READ: Ethiopian Boeing 737-8 Max crash: What is 'unstable vertical speed' 

Boeing has confirmed there are about 330 of the 737-8 Max planes in operation globally, with Comair and Air Mauritania being the only two African airlines, besides Ethiopian who have the Max.

Wrenelle Stander, Executive Director of Comair’s Airline Division says, "We cannot speculate on the causes of this accident, or the Lion Air accident in October 2018, which only a full investigation will resolve. Comair will continue to monitor the various investigations by the relevant authorities and are in close contact with both Boeing and the SACAA."

"Our highly trained and experienced flight crew and engineers remain vigilant.
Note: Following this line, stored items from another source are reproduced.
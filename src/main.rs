use std::{path::PathBuf, process::ExitCode};

use clap::Parser;
use tracing::{error, info};
use tracing_subscriber::EnvFilter;

use endgame_db::{
    GenerateError, GenerateSummary, Pipeline, PipelineConfig, Signature, Store,
    TablebaseProberFactory,
};

/// Generate an endgame position database for one material signature.
///
/// Runs are resumable: restarting with identical arguments picks up from the
/// last checkpointed batch without re-probing completed work.
#[derive(Debug, Parser)]
#[command(name = "endgame-db", version, about)]
struct Args {
    /// Material signature, e.g. KRvK or KBNvK.
    signature: String,

    /// Arrangements per checkpointed batch.
    #[arg(long, default_value_t = 4096)]
    batch_size: usize,

    /// Number of parallel probe workers.
    #[arg(long, default_value_t = 8)]
    workers: usize,

    /// Directory containing syzygy tables.
    #[arg(long, default_value = "tablebase/syzygy")]
    tablebase: PathBuf,

    /// SQLite database path.
    #[arg(long, default_value = "endgames.sqlite")]
    database: PathBuf,

    /// Cache directory for the universe and batch checkpoints.
    #[arg(long, default_value = "tmp")]
    cache: PathBuf,
}

fn run(args: &Args, signature: &Signature) -> Result<GenerateSummary, GenerateError> {
    let mut store = Store::open(&args.database)?;
    let factory = TablebaseProberFactory::new(args.tablebase.clone());
    let pipeline = Pipeline::new(
        factory,
        PipelineConfig {
            batch_size: args.batch_size,
            workers: args.workers,
            cache_dir: args.cache.clone(),
        },
    );
    pipeline.generate(signature, &mut store)
}

fn main() -> ExitCode {
    tracing_subscriber::fmt()
        .with_env_filter(
            EnvFilter::try_from_default_env().unwrap_or_else(|_| EnvFilter::new("info")),
        )
        .init();

    let args = Args::parse();
    let signature: Signature = match args.signature.parse() {
        Ok(signature) => signature,
        Err(err) => {
            error!(signature = %args.signature, %err, "unsupported material signature");
            return ExitCode::FAILURE;
        }
    };

    match run(&args, &signature) {
        Ok(summary) => {
            info!(
                signature = %signature,
                canonical = summary.canonical,
                batches = summary.batches,
                rows = summary.rows,
                "generation complete"
            );
            ExitCode::SUCCESS
        }
        Err(err) => {
            error!(signature = %signature, %err, "generation failed");
            ExitCode::FAILURE
        }
    }
}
Safety remains our foremost priority and we will not compromise on the safety of our crew and our customers." 

SACAA looking at the facts 

The South African Civil Aviation Authority (SACAA) says it is implementing precautionary measures by engaging all affected stakeholders.  

"The Regulator has made contact with both the local operator, and the manufacturer and is monitoring the situation and will not hesitate to take any preventative measures, but these will be based on facts and not speculations."

The SACAA says it will continue to monitor the situation and will decide if added measures are needed once more information becomes available.  

Black box found

While investigators have not determined the cause but have since found the flight data recorder and the cockpit voice recorder.  

The incident is similar to the case of the Indonesian Lion Air flight, in which pilots wrestled with the plane's "faulty sensor and automatic feature sent its nose pointing down while the pilots struggled to lift the plane up".